Seit die EU und die Türkei ihren Flüchtlingspakt geschlossen haben, kommen deutlich weniger Migranten in Griechenland und Italien an. Obwohl dort die Lage weiter schwierig ist, sieht die EU-Kommission Verbesserungen. Von neuen Flüchtlingswellen werde Europa nicht mehr überrascht, sagt Migrationskommissar Dimitris Avramopoulos.

Von Karin Bensch | 29.09.2016
    Flüchtlinge an der griechisch-mazedonischen Grenze im März 2016.
    Flüchtlinge an der griechisch-mazedonischen Grenze im März 2016. (picture alliance / dpa / Georgi Licovski)

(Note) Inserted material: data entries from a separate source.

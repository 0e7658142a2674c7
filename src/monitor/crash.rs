use anyhow::{Context, Result};
use std::sync::Arc;
use std::time::Duration;

use super::agent_monitor::find_supervisor;
use super::types::AgentInfo;
use crate::tmux::{make_target, ContentSignals, TerminalInterface};

/// Crash classification for one agent
#[derive(Debug, Clone, PartialEq, Eq, Default)]
pub struct CrashVerdict {
    pub crashed: bool,
    pub reason: Option<String>,
}

impl CrashVerdict {
    fn crashed(reason: impl Into<String>) -> Self {
        Self {
            crashed: true,
            reason: Some(reason.into()),
        }
    }
}

/// Health of a session's supervisor window
#[derive(Debug, Clone, PartialEq, Eq, Default)]
pub struct PmHealth {
    pub crashed: bool,
    /// `None` when the session has no supervisor window at all
    pub supervisor_target: Option<String>,
    pub reason: Option<String>,
}

/// Decides whether an agent has crashed from its recent output
pub struct CrashDetector {
    terminal: Arc<dyn TerminalInterface>,
    capture_lines: usize,
    /// Silence after an error banner that counts as a crash
    silence_threshold: Duration,
}

impl CrashDetector {
    pub fn new(
        terminal: Arc<dyn TerminalInterface>,
        capture_lines: usize,
        silence_threshold: Duration,
    ) -> Self {
        Self {
            terminal,
            capture_lines,
            silence_threshold,
        }
    }

    /// Classify `content` captured from `agent`.
    ///
    /// Signatures win over everything else. An agent that dropped back to a
    /// bare shell prompt has exited. An error banner only counts once the
    /// agent has been silent for the configured threshold.
    pub fn detect_crash(
        &self,
        agent: &AgentInfo,
        content: &str,
        idle_duration: Option<Duration>,
    ) -> CrashVerdict {
        if let Some(reason) = ContentSignals::crash_signature(content) {
            return CrashVerdict::crashed(reason);
        }

        let agent_ui = ContentSignals::has_agent_ui(content);

        if !agent_ui && ContentSignals::ends_at_shell_prompt(content) {
            return CrashVerdict::crashed(format!("{} exited to a shell prompt", agent.name));
        }

        if let Some(idle) = idle_duration {
            if !agent_ui && idle >= self.silence_threshold && ContentSignals::has_error_banner(content)
            {
                return CrashVerdict::crashed(format!(
                    "error banner followed by {}s of silence",
                    idle.as_secs()
                ));
            }
        }

        CrashVerdict::default()
    }

    /// Locate the supervisor window of `session` and check it on its own.
    ///
    /// `idle_for` reports how long a target has been idle, so a supervisor
    /// stuck behind an old error banner is caught too.
    pub async fn detect_pm_crash<F>(&self, session: &str, idle_for: F) -> Result<PmHealth>
    where
        F: Fn(&str) -> Option<Duration> + Send,
    {
        let Some(window) = find_supervisor(self.terminal.as_ref(), session).await? else {
            return Ok(PmHealth {
                crashed: true,
                supervisor_target: None,
                reason: Some(format!("no supervisor window in session {}", session)),
            });
        };

        let target = make_target(session, window.index);
        let content = self
            .terminal
            .capture_pane(&target, self.capture_lines)
            .await
            .with_context(|| format!("Failed to capture supervisor pane {}", target))?;

        let agent = AgentInfo {
            target: target.clone(),
            session: session.to_string(),
            window: window.index,
            name: window.name,
            role: super::types::AgentRole::ProjectManager,
            status: Default::default(),
        };
        let verdict = self.detect_crash(&agent, &content, idle_for(&target));

        Ok(PmHealth {
            crashed: verdict.crashed,
            supervisor_target: Some(target),
            reason: verdict.reason,
        })
    }
}

#[cfg(test)]
mod tests {
    use super::*;
    use crate::monitor::types::{AgentRole, AgentStatus};
    use crate::tmux::mock::MockTerminal;

    fn agent(name: &str) -> AgentInfo {
        AgentInfo {
            target: "s:1".to_string(),
            session: "s".to_string(),
            window: 1,
            name: name.to_string(),
            role: AgentRole::Developer,
            status: AgentStatus::Unknown,
        }
    }

    fn detector(terminal: Arc<MockTerminal>) -> CrashDetector {
        CrashDetector::new(terminal, 50, Duration::from_secs(120))
    }

    #[test]
    fn test_traceback_is_crash() {
        let detector = detector(Arc::new(MockTerminal::new()));
        let content = "running\nTraceback (most recent call last):\n  File \"a.py\", line 1";
        let verdict = detector.detect_crash(&agent("Claude-dev"), content, None);
        assert!(verdict.crashed);
        assert_eq!(verdict.reason.as_deref(), Some("python traceback"));
    }

    #[test]
    fn test_bare_shell_is_crash() {
        let detector = detector(Arc::new(MockTerminal::new()));
        let verdict = detector.detect_crash(&agent("Claude-dev"), "Goodbye!\nme@box:~/proj$ ", None);
        assert!(verdict.crashed);
        assert!(verdict.reason.unwrap().contains("shell prompt"));
    }

    #[test]
    fn test_agent_ui_is_not_crash() {
        let detector = detector(Arc::new(MockTerminal::new()));
        let content = "╭──────────╮\n│ > \n╰──────────╯\n  ? for shortcuts";
        let verdict = detector.detect_crash(&agent("Claude-dev"), content, None);
        assert!(!verdict.crashed);
    }

    #[test]
    fn test_error_banner_needs_silence() {
        let detector = detector(Arc::new(MockTerminal::new()));
        let content = "Error: connection reset\n";

        let verdict = detector.detect_crash(&agent("dev"), content, Some(Duration::from_secs(10)));
        assert!(!verdict.crashed);

        let verdict = detector.detect_crash(&agent("dev"), content, Some(Duration::from_secs(300)));
        assert!(verdict.crashed);
        assert!(verdict.reason.unwrap().contains("300s"));
    }

    #[tokio::test]
    async fn test_pm_crash_when_supervisor_missing() {
        let terminal = Arc::new(MockTerminal::new());
        terminal.add_window("s", 1, "Claude-dev");

        let health = detector(terminal).detect_pm_crash("s", |_| None).await.unwrap();
        assert!(health.crashed);
        assert!(health.supervisor_target.is_none());
    }

    #[tokio::test]
    async fn test_pm_healthy_and_crashed() {
        let terminal = Arc::new(MockTerminal::new());
        let pm = terminal.add_window("s", 0, "Project-Manager");
        terminal.set_content(&pm, "│ > reviewing\n? for shortcuts");

        let detector = detector(terminal.clone());
        let health = detector.detect_pm_crash("s", |_| None).await.unwrap();
        assert!(!health.crashed);
        assert_eq!(health.supervisor_target.as_deref(), Some("s:0"));

        terminal.set_content(&pm, "thread 'main' panicked at src/lib.rs:1:1");
        let health = detector.detect_pm_crash("s", |_| None).await.unwrap();
        assert!(health.crashed);
        assert_eq!(health.reason.as_deref(), Some("panic"));
    }

    #[tokio::test]
    async fn test_pm_stuck_on_error_banner() {
        let terminal = Arc::new(MockTerminal::new());
        let pm = terminal.add_window("s", 0, "pm");
        terminal.set_content(&pm, "Error: lost connection to server");

        let detector = detector(terminal);
        let health = detector.detect_pm_crash("s", |_| None).await.unwrap();
        assert!(!health.crashed);

        let health = detector
            .detect_pm_crash("s", |t| (t == "s:0").then(|| Duration::from_secs(600)))
            .await
            .unwrap();
        assert!(health.crashed);
    }

    #[tokio::test]
    async fn test_pm_check_propagates_tmux_errors() {
        let terminal = Arc::new(MockTerminal::new());
        terminal.add_window("s", 0, "pm");
        terminal.fail_session("s");
        assert!(detector(terminal).detect_pm_crash("s", |_| None).await.is_err());
    }
}
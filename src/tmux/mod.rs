mod bounded;
mod client;
mod heuristics;
#[cfg(test)]
pub mod mock;

pub use bounded::BoundedTerminal;
pub use client::TmuxClient;
pub use heuristics::{ContentSignals, ErrorKind};

use anyhow::Result;
use async_trait::async_trait;
use serde::{Deserialize, Serialize};

/// Represents a tmux session
#[derive(Debug, Clone, PartialEq, Eq, Serialize, Deserialize)]
pub struct SessionInfo {
    /// Session name
    pub name: String,
    /// Number of windows in the session
    pub windows: usize,
    /// Whether a client is attached
    pub attached: bool,
}

impl SessionInfo {
    pub fn new(name: impl Into<String>) -> Self {
        Self {
            name: name.into(),
            windows: 0,
            attached: false,
        }
    }
}

/// Represents a window inside a tmux session
#[derive(Debug, Clone, PartialEq, Eq, Serialize, Deserialize)]
pub struct WindowInfo {
    /// Window index within its session
    pub index: u32,
    /// Window name
    pub name: String,
}

impl WindowInfo {
    pub fn new(index: u32, name: impl Into<String>) -> Self {
        Self {
            index,
            name: name.into(),
        }
    }
}

/// Build the `session:window` target string used by tmux.
pub fn make_target(session: &str, window: u32) -> String {
    format!("{}:{}", session, window)
}

/// Split a `session:window` target into its parts.
pub fn split_target(target: &str) -> Option<(&str, u32)> {
    let (session, window) = target.rsplit_once(':')?;
    let window = window.split('.').next()?.parse().ok()?;
    Some((session, window))
}

/// The operations the monitor needs from the terminal multiplexer.
///
/// `TmuxClient` is the production implementation; tests script a mock.
#[async_trait]
pub trait TerminalInterface: Send + Sync {
    /// List all sessions
    async fn list_sessions(&self) -> Result<Vec<SessionInfo>>;

    /// List the windows of one session
    async fn list_windows(&self, session: &str) -> Result<Vec<WindowInfo>>;

    /// Capture the most recent `lines` lines of visible output
    async fn capture_pane(&self, target: &str, lines: usize) -> Result<String>;

    /// Type literal text into a pane (no trailing Enter)
    async fn send_text(&self, target: &str, text: &str) -> Result<()>;

    /// Send a named key such as `Enter` or `C-c`
    async fn send_keys(&self, target: &str, key: &str) -> Result<()>;

    /// Kill one window
    async fn kill_window(&self, target: &str) -> Result<()>;

    /// Kill a whole session
    async fn kill_session(&self, session: &str) -> Result<()>;

    /// Check whether a session exists
    async fn has_session(&self, name: &str) -> bool;
}

#[cfg(test)]
mod tests {
    use super::*;

    #[test]
    fn test_target_round_trip() {
        assert_eq!(make_target("proj", 3), "proj:3");
        assert_eq!(split_target("proj:3"), Some(("proj", 3)));
        assert_eq!(split_target("my:proj:0.1"), Some(("my:proj", 0)));
        assert_eq!(split_target("proj"), None);
        assert_eq!(split_target("proj:abc"), None);
    }
}
/// Events that drive the daemon loop
#[derive(Debug, Clone, PartialEq, Eq)]
pub enum Action {
    /// Time to run a monitoring cycle
    Tick,
    /// Flush pending alerts and exit
    Shutdown,
    /// A background task failed
    Error(String),
}
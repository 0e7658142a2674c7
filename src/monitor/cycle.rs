//! One monitoring pass: discover, analyze, track, decide, notify.
//!
//! `MonitorContext` owns every component and exposes the cycle as a set of
//! steps. Strategies decide the order in which the steps and agents run.

use std::collections::{BTreeMap, BTreeSet, HashMap, HashSet};
use std::sync::Arc;
use std::time::{Duration, Instant};
use tracing::{debug, error, info, warn};

use super::agent_monitor::{AgentMonitor, Discovery};
use super::crash::CrashDetector;
use super::notifications::NotificationManager;
use super::state_tracker::StateTracker;
use super::stats::PerformanceStats;
use super::types::{
    AgentInfo, AgentRole, AgentState, AgentStatus, IdleAnalysis, IdleType, MonitorCycleResult,
    MonitorStatus, NotificationEvent, NotificationType, META_IDLE_TYPE,
};
use crate::config::MonitorConfig;
use crate::tmux::{BoundedTerminal, ErrorKind, TerminalInterface};

/// Everything a strategy needs to run a cycle
pub struct MonitorContext {
    pub config: MonitorConfig,
    pub terminal: Arc<dyn TerminalInterface>,
    pub agent_monitor: AgentMonitor,
    pub state_tracker: StateTracker,
    pub notifications: NotificationManager,
    pub crash_detector: Arc<CrashDetector>,
    /// Session name to the targets seen in it
    pub sessions: BTreeMap<String, BTreeSet<String>>,
    /// Latest discovery, in discovery order
    pub agents: Vec<AgentInfo>,
    /// Latest verdict per target
    pub verdicts: HashMap<String, IdleAnalysis>,
    /// Whether each session's supervisor passed its last check
    pub supervisor_health: BTreeMap<String, bool>,
    pub stats: PerformanceStats,
    pub last_result: Option<MonitorCycleResult>,
    pub running: bool,
    pub started_at: Instant,
}
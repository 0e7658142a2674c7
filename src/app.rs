use anyhow::Result;
use std::path::PathBuf;
use tracing::{info, warn};

use crate::actions::Action;
use agent_sentinel::monitor::MonitorCycleResult;
use agent_sentinel::ComponentManager;

/// Daemon state: the monitor plus where its status goes
pub struct App {
    manager: ComponentManager,
    /// Status snapshot location; `None` disables the snapshot
    snapshot_path: Option<PathBuf>,
    /// Last snapshot write failed; suppresses repeat warnings
    snapshot_failing: bool,
}

impl App {
    pub fn new(manager: ComponentManager, snapshot_path: Option<PathBuf>) -> Self {
        Self {
            manager,
            snapshot_path,
            snapshot_failing: false,
        }
    }

    pub fn manager(&self) -> &ComponentManager {
        &self.manager
    }

    /// Handle an action and return whether to quit
    pub async fn handle_action(&mut self, action: Action) -> Result<bool> {
        match action {
            Action::Tick => {
                self.run_cycle().await;
                self.write_snapshot().await;
                Ok(false)
            }
            Action::Error(msg) => {
                warn!(error = %msg, "Background task failed");
                Ok(false)
            }
            Action::Shutdown => {
                info!("Shutting down");
                self.manager.stop().await;
                self.write_snapshot().await;
                Ok(true)
            }
        }
    }

    async fn run_cycle(&mut self) -> MonitorCycleResult {
        let result = self.manager.execute_monitoring_cycle().await;
        if result.success() {
            info!(
                agents = result.agents_discovered,
                idle = result.idle_agents,
                sent = result.notifications_sent,
                duration_ms = result.duration.as_millis() as u64,
                "Cycle complete"
            );
        } else {
            warn!(
                agents = result.agents_discovered,
                errors = result.errors.len(),
                first = %result.errors[0],
                "Cycle completed with errors"
            );
        }
        result
    }

    async fn write_snapshot(&mut self) {
        let Some(path) = &self.snapshot_path else {
            return;
        };

        match self.manager.snapshot().write_atomic(path).await {
            Ok(()) => {
                if self.snapshot_failing {
                    info!(path = %path.display(), "Status snapshot writable again");
                }
                self.snapshot_failing = false;
            }
            Err(e) => {
                if !self.snapshot_failing {
                    warn!(path = %path.display(), error = %e, "Failed to write status snapshot");
                }
                self.snapshot_failing = true;
            }
        }
    }
}

#[cfg(test)]
mod tests {
    use super::*;
    use agent_sentinel::monitor::StatusSnapshot;
    use agent_sentinel::{ManagerState, MonitorConfig, TmuxClient};
    use std::sync::Arc;
    use std::time::Duration;

    fn idle_app(snapshot_path: Option<PathBuf>) -> App {
        let client = TmuxClient::with_path("/nonexistent/tmux");
        let manager = ComponentManager::new(Arc::new(client), MonitorConfig::default());
        App::new(manager, snapshot_path)
    }

    #[tokio::test]
    async fn test_tick_writes_snapshot() {
        let dir = tempfile::tempdir().unwrap();
        let path = dir.path().join("status.json");
        let mut app = idle_app(Some(path.clone()));

        assert!(!app.handle_action(Action::Tick).await.unwrap());

        let snapshot = StatusSnapshot::load_fresh(&path, Duration::from_secs(30))
            .await
            .unwrap();
        assert_eq!(snapshot.daemon.state, "uninitialized");
    }

    #[tokio::test]
    async fn test_errors_do_not_quit() {
        let mut app = idle_app(None);
        let quit = app
            .handle_action(Action::Error("signal handler gone".to_string()))
            .await
            .unwrap();
        assert!(!quit);
    }

    #[tokio::test]
    async fn test_shutdown_stops_manager() {
        let dir = tempfile::tempdir().unwrap();
        let path = dir.path().join("status.json");
        let mut app = idle_app(Some(path.clone()));

        assert!(app.handle_action(Action::Shutdown).await.unwrap());
        assert_eq!(app.manager().state(), ManagerState::Stopped);

        let snapshot = StatusSnapshot::load_fresh(&path, Duration::from_secs(30))
            .await
            .unwrap();
        assert_eq!(snapshot.daemon.state, "stopped");
    }
}
//! Optional low-latency delivery path.
//!
//! A relay accepts a report and hands it to the target pane faster than a
//! round trip through `tmux send-keys` would. It is strictly best effort: the
//! notification manager falls back to direct delivery the first time a relay
//! call fails and never tries the relay again.

use anyhow::Result;
use async_trait::async_trait;
use serde::{Deserialize, Serialize};
use std::time::Duration;

/// Delivery priority understood by the relay
#[derive(Debug, Clone, Copy, PartialEq, Eq, PartialOrd, Ord, Hash, Serialize, Deserialize)]
#[serde(rename_all = "snake_case")]
pub enum RelayPriority {
    Low,
    Normal,
    High,
    Critical,
}

impl RelayPriority {
    /// Latency the relay promises for this priority
    pub fn latency_budget(&self) -> Duration {
        match self {
            RelayPriority::Critical => Duration::from_millis(50),
            RelayPriority::High => Duration::from_millis(75),
            RelayPriority::Normal => Duration::from_millis(100),
            RelayPriority::Low => Duration::from_millis(500),
        }
    }

    pub fn as_str(&self) -> &'static str {
        match self {
            RelayPriority::Low => "low",
            RelayPriority::Normal => "normal",
            RelayPriority::High => "high",
            RelayPriority::Critical => "critical",
        }
    }
}

/// Acknowledgement from `publish`
#[derive(Debug, Clone, Copy, PartialEq, Eq, Serialize, Deserialize)]
pub struct PublishReceipt {
    pub queued: bool,
}

/// Health report from the relay
#[derive(Debug, Clone, PartialEq, Serialize, Deserialize)]
pub struct RelayStatus {
    pub status: String,
    pub avg_delivery_ms: f64,
    pub queue_size: usize,
}

impl RelayStatus {
    pub fn is_healthy(&self) -> bool {
        matches!(self.status.as_str(), "ok" | "healthy" | "running")
    }
}

#[async_trait]
pub trait MessageRelay: Send + Sync {
    async fn publish(
        &self,
        target: &str,
        message: &str,
        priority: RelayPriority,
        tags: &[String],
    ) -> Result<PublishReceipt>;

    async fn status(&self) -> Result<RelayStatus>;
}


#[cfg(test)]
mod tests {
    use super::*;

    #[test]
    fn test_priority_budgets() {
        assert_eq!(RelayPriority::Critical.latency_budget(), Duration::from_millis(50));
        assert_eq!(RelayPriority::High.latency_budget(), Duration::from_millis(75));
        assert_eq!(RelayPriority::Normal.latency_budget(), Duration::from_millis(100));
        assert_eq!(RelayPriority::Low.latency_budget(), Duration::from_millis(500));
        assert!(RelayPriority::Critical > RelayPriority::Low);
    }
}
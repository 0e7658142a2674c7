//! Machine-readable status file written after each cycle.

use anyhow::{Context, Result};
use chrono::{DateTime, Utc};
use serde::{Deserialize, Serialize};
use std::collections::BTreeMap;
use std::path::Path;
use std::time::Duration;
use tokio::fs;

use super::cycle::MonitorContext;
use super::types::{AgentRole, AgentStatus};

/// One agent as seen by the latest cycle
#[derive(Debug, Clone, PartialEq, Serialize, Deserialize)]
pub struct AgentSnapshot {
    pub target: String,
    pub name: String,
    pub role: AgentRole,
    pub status: AgentStatus,
    /// No output change since the agent was first seen
    pub fresh: bool,
    pub idle_secs: u64,
    pub submission_attempts: u32,
}

#[derive(Debug, Clone, PartialEq, Serialize, Deserialize)]
pub struct DaemonSnapshot {
    pub state: String,
    pub uptime_secs: u64,
    pub cycles_completed: u64,
    pub total_errors: u64,
    pub last_cycle_ms: Option<u64>,
    pub avg_cycle_ms: Option<u64>,
    pub p50_cycle_ms: Option<u64>,
    pub p95_cycle_ms: Option<u64>,
    pub max_cycle_ms: Option<u64>,
    pub relay_active: bool,
}

#[derive(Debug, Clone, Default, PartialEq, Serialize, Deserialize)]
pub struct SnapshotSummary {
    pub total: usize,
    pub active: usize,
    pub idle: usize,
    pub erroring: usize,
    pub crashed: usize,
    pub unknown: usize,
}

/// Full status file contents
#[derive(Debug, Clone, PartialEq, Serialize, Deserialize)]
pub struct StatusSnapshot {
    pub agents: Vec<AgentSnapshot>,
    /// Session to whether its supervisor passed the last check
    pub supervisors: BTreeMap<String, bool>,
    pub daemon: DaemonSnapshot,
    pub summary: SnapshotSummary,
    pub last_updated: DateTime<Utc>,
}

impl StatusSnapshot {
    pub fn capture(ctx: &MonitorContext, state: &str) -> Self {
        let mut summary = SnapshotSummary::default();
        let agents: Vec<AgentSnapshot> = ctx
            .agents
            .iter()
            .map(|agent| {
                let status = agent.status;
                match status {
                    AgentStatus::Active => summary.active += 1,
                    AgentStatus::Idle => summary.idle += 1,
                    AgentStatus::Erroring => summary.erroring += 1,
                    AgentStatus::Crashed => summary.crashed += 1,
                    AgentStatus::Unknown => summary.unknown += 1,
                }
                AgentSnapshot {
                    target: agent.target.clone(),
                    name: agent.name.clone(),
                    role: agent.role,
                    status,
                    fresh: ctx
                        .state_tracker
                        .get_agent_state(&agent.target)
                        .map(|s| s.is_fresh)
                        .unwrap_or(false),
                    idle_secs: ctx.idle_for(&agent.target).as_secs(),
                    submission_attempts: ctx.state_tracker.get_submission_attempts(&agent.target),
                }
            })
            .collect();
        summary.total = agents.len();

        let millis = |d: Duration| d.as_millis() as u64;
        Self {
            agents,
            supervisors: ctx.supervisor_health.clone(),
            daemon: DaemonSnapshot {
                state: state.to_string(),
                uptime_secs: ctx.started_at.elapsed().as_secs(),
                cycles_completed: ctx.stats.cycles_completed,
                total_errors: ctx.stats.total_errors,
                last_cycle_ms: ctx.stats.last().map(millis),
                avg_cycle_ms: ctx.stats.average().map(millis),
                p50_cycle_ms: ctx.stats.percentile(50.0).map(millis),
                p95_cycle_ms: ctx.stats.percentile(95.0).map(millis),
                max_cycle_ms: ctx.stats.max().map(millis),
                relay_active: ctx.notifications.relay_active(),
            },
            summary,
            last_updated: Utc::now(),
        }
    }

    /// Write to `path` via a temp file and rename, so readers never see a
    /// partial file.
    pub async fn write_atomic(&self, path: &Path) -> Result<()> {
        if let Some(parent) = path.parent() {
            fs::create_dir_all(parent)
                .await
                .with_context(|| format!("Failed to create {}", parent.display()))?;
        }

        let json = serde_json::to_vec_pretty(self)?;
        let temp_path = path.with_extension("json.tmp");
        fs::write(&temp_path, json)
            .await
            .with_context(|| format!("Failed to write {}", temp_path.display()))?;
        fs::rename(&temp_path, path)
            .await
            .with_context(|| format!("Failed to replace {}", path.display()))?;
        Ok(())
    }

    /// Read a snapshot, ignoring it when missing, unreadable or older than `max_age`
    pub async fn load_fresh(path: &Path, max_age: Duration) -> Option<Self> {
        let raw = fs::read(path).await.ok()?;
        let snapshot: StatusSnapshot = serde_json::from_slice(&raw).ok()?;
        let age = Utc::now().signed_duration_since(snapshot.last_updated);
        let max_age = chrono::Duration::from_std(max_age).ok()?;
        (age <= max_age).then_some(snapshot)
    }

    pub fn is_stale(&self, max_age: Duration) -> bool {
        chrono::Duration::from_std(max_age)
            .map(|max| Utc::now().signed_duration_since(self.last_updated) > max)
            .unwrap_or(true)
    }
}
//! Swappable per-cycle algorithms.

use async_trait::async_trait;
use std::time::Instant;

use super::cycle::MonitorContext;
use super::types::{AgentInfo, IdleType, MonitorCycleResult, MonitorStatus};
use crate::config::StrategyKind;

/// A full monitoring pass over a context
#[async_trait]
pub trait MonitoringStrategy: Send + Sync {
    fn name(&self) -> &'static str;

    /// Run one cycle. Must not fail: problems go into the cycle's error list,
    /// available afterwards as `ctx.last_result`.
    async fn execute(&self, ctx: &mut MonitorContext) -> MonitorStatus;
}

/// Build the strategy selected in config
pub fn for_kind(kind: StrategyKind) -> Box<dyn MonitoringStrategy> {
    match kind {
        StrategyKind::Polling => Box::new(PollingStrategy),
        StrategyKind::SupervisorFirst => Box::new(SupervisorFirstStrategy),
    }
}

/// Agents in discovery order, then team idle, then supervisors
pub struct PollingStrategy;

#[async_trait]
impl MonitoringStrategy for PollingStrategy {
    fn name(&self) -> &'static str {
        "polling"
    }

    async fn execute(&self, ctx: &mut MonitorContext) -> MonitorStatus {
        let started = Instant::now();
        let mut result = MonitorCycleResult::default();

        let discovery = ctx.discover(&mut result).await;
        for agent in &discovery.agents {
            ctx.process_agent(agent, &mut result).await;
        }

        let sessions = ctx.active_sessions();
        ctx.evaluate_team_idle(&sessions);
        ctx.check_supervisors(&sessions, &mut result).await;
        ctx.flush(&mut result).await;

        ctx.finish(result, started)
    }
}

/// Supervisors first, then agents that needed attention last cycle.
///
/// A dead PM blocks every recovery, so its alert goes out even when agent
/// sampling runs long.
pub struct SupervisorFirstStrategy;

impl SupervisorFirstStrategy {
    /// Erroring agents first, fresh next, everything else in discovery order
    fn order(ctx: &MonitorContext, agents: &[AgentInfo]) -> Vec<AgentInfo> {
        let rank = |agent: &AgentInfo| match ctx.verdicts.get(&agent.target) {
            Some(v) if v.agent_error() => 0,
            Some(v) if v.idle_type == IdleType::Fresh => 1,
            _ => 2,
        };
        let mut ordered = agents.to_vec();
        ordered.sort_by_key(|agent| rank(agent));
        ordered
    }
}

#[async_trait]
impl MonitoringStrategy for SupervisorFirstStrategy {
    fn name(&self) -> &'static str {
        "supervisor_first"
    }

    async fn execute(&self, ctx: &mut MonitorContext) -> MonitorStatus {
        let started = Instant::now();
        let mut result = MonitorCycleResult::default();

        let discovery = ctx.discover(&mut result).await;
        let sessions = ctx.active_sessions();
        ctx.check_supervisors(&sessions, &mut result).await;

        for agent in Self::order(ctx, &discovery.agents) {
            ctx.process_agent(&agent, &mut result).await;
        }

        ctx.evaluate_team_idle(&sessions);
        ctx.flush(&mut result).await;

        ctx.finish(result, started)
    }
}

#[cfg(test)]
mod tests {
    use super::*;
    use crate::config::MonitorConfig;
    use crate::monitor::types::{AgentRole, AgentStatus, IdleAnalysis};
    use crate::tmux::mock::MockTerminal;
    use crate::tmux::ErrorKind;
    use std::sync::Arc;

    fn agent(target: &str) -> AgentInfo {
        AgentInfo {
            target: target.to_string(),
            session: "s".to_string(),
            window: 0,
            name: target.to_string(),
            role: AgentRole::Developer,
            status: AgentStatus::Unknown,
        }
    }

    #[test]
    fn test_for_kind() {
        assert_eq!(for_kind(StrategyKind::Polling).name(), "polling");
        assert_eq!(for_kind(StrategyKind::SupervisorFirst).name(), "supervisor_first");
    }

    #[test]
    fn test_supervisor_first_orders_by_last_verdict() {
        let terminal = Arc::new(MockTerminal::new());
        let mut ctx = MonitorContext::new(terminal, MonitorConfig::for_tests());

        let mut erroring = IdleAnalysis::failed("x");
        erroring.error_kind = Some(ErrorKind::RateLimit);
        let mut fresh = IdleAnalysis::failed("x");
        fresh.error_detected = false;
        fresh.error_kind = None;
        fresh.idle_type = IdleType::Fresh;

        ctx.verdicts.insert("s:3".to_string(), erroring);
        ctx.verdicts.insert("s:2".to_string(), fresh);

        let agents = vec![agent("s:1"), agent("s:2"), agent("s:3"), agent("s:4")];
        let ordered: Vec<String> = SupervisorFirstStrategy::order(&ctx, &agents)
            .into_iter()
            .map(|a| a.target)
            .collect();
        assert_eq!(ordered, vec!["s:3", "s:2", "s:1", "s:4"]);
    }
}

    "Wir sind heute besser auf neue Flüchtlingswellen vorbereitet, als wir es waren", sagt Dimitris Avramopoulos. Der Grieche ist in der EU-Kommission für Migration zuständig. "Denken Sie mal daran, wo wir vor einem Jahr standen und wo wir jetzt sind", sagt Avramopoulos.
    Innerhalb eines Jahres wurde einiges angeschoben, um die großen Flüchtlingsströme des Jahres 2015 künftig zu verhindern. Etwa die EU-Türkei-Vereinbarung. Die Zahl der aus der Türkei ankommenden Migranten ist von mehr als 1.700 pro Tag auf durchschnittlich 85 am Tag zurückgegangen, sagt die EU-Kommission. Die NATO patrouilliert in der griechischen Ägäis. Die Westbalkanroute ist versperrt. Das Geschäft der Schlepper sei zusammengebrochen. Die europäische Grenzschutzagentur Frontex soll nun noch die Grenze von Bulgarien zur Türkei abdichten. Migrationskommissar Avramopoulos ist der Meinung: "Wir haben Fortschritte gemacht".
    Neue Flüchtlingswelle aus Afrika?
    Doch reichen Fortschritte? Die EU ist ungenügend auf einen erneuten Anstieg der Flüchtlingszahlen vorbereitet, kritisiert das Flüchtlingswerk der Vereinten Nationen. Vor allem, wenn es um Notfallplanungen geht, warnt Vincent Cochetel, der europäische Direktor des UNHCR. Die Lage in Afghanistan und Syrien bleibe schwierig. Im Irak, wo die Terrormiliz "IS" große Gebiete kontrolliert, könne es schlimmer werden. Hinzu kommt Italien. Ja, wir wissen, dass der Zustrom über das Mittelmeer nach Italien anhält, räumt Migrationskommissar Avramopoulos ein.

    Im September ist die Zahl der Flüchtlinge in Italien auf knapp 160.000 gestiegen. Ein Rekordhoch. Laut eines österreichischen Geheimdienstberichts könnte es noch in diesem Herbst eine neue Flüchtlingswelle aus Afrika geben. Danach hielten sich derzeit rund 900.000 Migranten in Libyen auf, geschätzte 200.000 von ihnen könnten nach Europa kommen. Österreich bereitet sich seit Monaten auf eine umfassendere Sicherung der Grenze zu Italien vor. Die EU und die Mitgliedsländer betreiben eine Politik der Angst und der Zäune, die Menschen zurückdrängt, kritisiert Iverna McGowan von Amnesty International.
    Die EU-Kommission setzt auf die Sicherung der europäischen Außengrenzen
    Dies ist die größte Flüchtlingskrise seit dem Ende des Zweiten Weltkrieges, sagt die Menschenrechtlerin. Die EU habe das Geld, die Mittel und die politischen Instrumente, um mit der Situation human umzugehen, doch sie habe sich dagegen entschieden. Das ist unverantwortlich und zu kurz gedacht, meint McGowan. Denn es gebe keinen Zaun, der höher sei, als der Wille eines Menschen zu überleben.
    Die EU-Kommission dagegen setzt derzeit sehr stark auf die Sicherung der europäischen Außengrenzen. Und den Stopp irregulärer Migration, wie sie es nennt. Ja, wir sind besser vorbereitet als zuvor, sagt Migrationskommissar Avramopoulos. Europa wird in Zukunft nicht mehr von Flüchtlingswellen überrascht, meint der Grieche in Brüssel. Es wird spannend zu beobachten, ob er recht behält.